> DESCRIPTION OF THE TASK:
The reply to the records below should contain exactly the lines from the line with "contract code (optional)." through the line with "a bad signature.", and nothing besides.

> MATERIAL TO PROCESS:
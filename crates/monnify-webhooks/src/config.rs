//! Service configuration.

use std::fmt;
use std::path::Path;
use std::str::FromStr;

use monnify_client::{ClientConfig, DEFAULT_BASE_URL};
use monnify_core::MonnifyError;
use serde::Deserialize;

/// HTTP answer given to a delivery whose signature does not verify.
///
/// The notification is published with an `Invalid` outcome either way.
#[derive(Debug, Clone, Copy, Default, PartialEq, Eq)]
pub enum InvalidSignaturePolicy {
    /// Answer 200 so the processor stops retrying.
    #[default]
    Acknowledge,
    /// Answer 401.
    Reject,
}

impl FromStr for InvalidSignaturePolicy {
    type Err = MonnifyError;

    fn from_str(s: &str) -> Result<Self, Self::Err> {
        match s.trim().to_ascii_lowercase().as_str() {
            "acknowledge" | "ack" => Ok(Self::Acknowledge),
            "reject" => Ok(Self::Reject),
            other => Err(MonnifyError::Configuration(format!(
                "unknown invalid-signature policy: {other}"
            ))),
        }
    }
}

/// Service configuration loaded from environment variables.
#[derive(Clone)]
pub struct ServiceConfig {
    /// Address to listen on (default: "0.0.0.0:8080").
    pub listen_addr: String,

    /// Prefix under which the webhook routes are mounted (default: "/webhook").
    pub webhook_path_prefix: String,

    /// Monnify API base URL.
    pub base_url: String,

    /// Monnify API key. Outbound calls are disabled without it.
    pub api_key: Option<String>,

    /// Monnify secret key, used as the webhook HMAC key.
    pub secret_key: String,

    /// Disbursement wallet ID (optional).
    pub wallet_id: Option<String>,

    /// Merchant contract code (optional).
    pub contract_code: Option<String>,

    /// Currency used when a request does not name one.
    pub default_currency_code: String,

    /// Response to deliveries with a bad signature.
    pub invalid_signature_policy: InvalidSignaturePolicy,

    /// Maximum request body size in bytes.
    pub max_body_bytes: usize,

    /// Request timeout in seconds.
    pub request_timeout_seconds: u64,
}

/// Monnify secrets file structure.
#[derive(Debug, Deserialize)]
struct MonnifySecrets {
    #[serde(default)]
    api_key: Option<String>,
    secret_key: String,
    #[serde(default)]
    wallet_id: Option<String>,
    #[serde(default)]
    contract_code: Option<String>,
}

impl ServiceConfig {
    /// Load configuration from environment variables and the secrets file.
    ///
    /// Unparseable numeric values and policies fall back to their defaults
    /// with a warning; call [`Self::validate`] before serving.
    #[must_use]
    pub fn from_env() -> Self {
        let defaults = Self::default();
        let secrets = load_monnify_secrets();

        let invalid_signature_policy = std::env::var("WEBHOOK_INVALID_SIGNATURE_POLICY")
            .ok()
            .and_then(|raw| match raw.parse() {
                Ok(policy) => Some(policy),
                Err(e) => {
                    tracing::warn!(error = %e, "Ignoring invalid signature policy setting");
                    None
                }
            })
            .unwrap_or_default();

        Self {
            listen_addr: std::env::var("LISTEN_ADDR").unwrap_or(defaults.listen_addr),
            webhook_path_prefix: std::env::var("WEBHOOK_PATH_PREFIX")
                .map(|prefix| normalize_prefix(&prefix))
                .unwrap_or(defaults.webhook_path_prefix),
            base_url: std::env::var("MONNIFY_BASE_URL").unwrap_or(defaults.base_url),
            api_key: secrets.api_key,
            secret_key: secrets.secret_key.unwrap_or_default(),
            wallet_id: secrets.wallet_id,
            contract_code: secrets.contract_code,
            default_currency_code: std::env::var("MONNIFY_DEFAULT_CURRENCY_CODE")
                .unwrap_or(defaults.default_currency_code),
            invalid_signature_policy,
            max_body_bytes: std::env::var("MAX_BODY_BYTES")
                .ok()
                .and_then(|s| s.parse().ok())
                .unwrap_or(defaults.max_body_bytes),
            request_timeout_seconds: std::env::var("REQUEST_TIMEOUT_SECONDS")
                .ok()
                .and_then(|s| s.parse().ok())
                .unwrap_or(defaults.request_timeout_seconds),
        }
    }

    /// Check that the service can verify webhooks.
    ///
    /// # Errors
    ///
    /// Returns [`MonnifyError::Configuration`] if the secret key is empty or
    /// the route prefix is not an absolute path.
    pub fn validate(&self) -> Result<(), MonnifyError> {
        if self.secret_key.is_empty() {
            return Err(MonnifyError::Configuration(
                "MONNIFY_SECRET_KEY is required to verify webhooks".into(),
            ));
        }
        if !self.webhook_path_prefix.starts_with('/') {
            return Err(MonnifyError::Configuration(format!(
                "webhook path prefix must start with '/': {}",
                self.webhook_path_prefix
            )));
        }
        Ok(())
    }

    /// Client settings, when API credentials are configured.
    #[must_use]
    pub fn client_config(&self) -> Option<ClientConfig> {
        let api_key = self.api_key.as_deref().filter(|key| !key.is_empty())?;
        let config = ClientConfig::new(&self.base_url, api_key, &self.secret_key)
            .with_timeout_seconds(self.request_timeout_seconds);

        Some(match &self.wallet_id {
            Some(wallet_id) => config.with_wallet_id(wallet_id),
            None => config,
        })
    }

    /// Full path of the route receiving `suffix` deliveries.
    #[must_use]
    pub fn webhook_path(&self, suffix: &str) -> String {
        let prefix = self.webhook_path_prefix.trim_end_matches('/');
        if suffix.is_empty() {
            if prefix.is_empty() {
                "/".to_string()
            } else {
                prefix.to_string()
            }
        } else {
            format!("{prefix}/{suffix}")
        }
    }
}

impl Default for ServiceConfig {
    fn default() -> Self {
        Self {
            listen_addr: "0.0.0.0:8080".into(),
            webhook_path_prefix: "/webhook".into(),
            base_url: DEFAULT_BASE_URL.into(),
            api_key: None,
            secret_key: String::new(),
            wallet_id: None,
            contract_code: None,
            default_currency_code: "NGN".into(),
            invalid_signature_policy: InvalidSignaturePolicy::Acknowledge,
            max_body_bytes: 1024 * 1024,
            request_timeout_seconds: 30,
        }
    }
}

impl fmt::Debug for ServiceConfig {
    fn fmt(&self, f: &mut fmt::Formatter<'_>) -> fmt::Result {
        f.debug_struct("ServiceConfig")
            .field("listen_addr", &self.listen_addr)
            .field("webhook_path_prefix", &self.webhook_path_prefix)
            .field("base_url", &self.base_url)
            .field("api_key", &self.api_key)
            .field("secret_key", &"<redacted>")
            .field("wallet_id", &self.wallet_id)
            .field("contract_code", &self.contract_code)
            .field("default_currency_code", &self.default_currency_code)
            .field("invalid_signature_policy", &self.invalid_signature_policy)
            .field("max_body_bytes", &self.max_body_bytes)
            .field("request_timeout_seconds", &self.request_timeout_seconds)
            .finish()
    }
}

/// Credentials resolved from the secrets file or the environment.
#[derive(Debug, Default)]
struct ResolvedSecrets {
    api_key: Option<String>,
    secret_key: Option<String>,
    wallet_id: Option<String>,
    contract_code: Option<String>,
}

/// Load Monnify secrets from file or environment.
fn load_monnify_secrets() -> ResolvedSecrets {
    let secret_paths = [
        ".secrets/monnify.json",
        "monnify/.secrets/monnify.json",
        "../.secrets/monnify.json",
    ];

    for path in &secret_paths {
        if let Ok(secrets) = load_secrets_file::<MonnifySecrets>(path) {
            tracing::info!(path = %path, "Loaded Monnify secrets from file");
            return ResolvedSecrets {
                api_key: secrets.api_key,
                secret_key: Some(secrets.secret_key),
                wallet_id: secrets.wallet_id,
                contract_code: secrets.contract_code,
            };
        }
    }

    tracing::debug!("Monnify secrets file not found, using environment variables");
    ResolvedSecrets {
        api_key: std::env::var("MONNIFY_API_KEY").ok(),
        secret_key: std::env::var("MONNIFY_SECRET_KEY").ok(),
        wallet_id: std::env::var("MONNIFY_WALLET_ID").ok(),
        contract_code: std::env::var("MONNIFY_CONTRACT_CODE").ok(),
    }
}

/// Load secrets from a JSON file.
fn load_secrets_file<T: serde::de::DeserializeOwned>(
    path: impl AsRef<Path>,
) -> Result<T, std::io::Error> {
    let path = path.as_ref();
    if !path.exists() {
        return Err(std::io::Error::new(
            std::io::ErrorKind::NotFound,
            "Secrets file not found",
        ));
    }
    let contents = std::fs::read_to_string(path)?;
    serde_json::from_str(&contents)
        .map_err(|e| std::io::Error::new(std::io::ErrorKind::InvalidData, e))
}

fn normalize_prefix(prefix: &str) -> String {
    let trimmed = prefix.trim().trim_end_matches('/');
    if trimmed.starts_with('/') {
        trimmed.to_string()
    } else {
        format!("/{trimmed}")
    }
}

> TASK RESPONSE:
    /// Merchant contract code (optional).
    pub contract_code: Option<String>,

    /// Currency used when a request does not name one.
    pub default_currency_code: String,

    /// Response to deliveries with a bad signature.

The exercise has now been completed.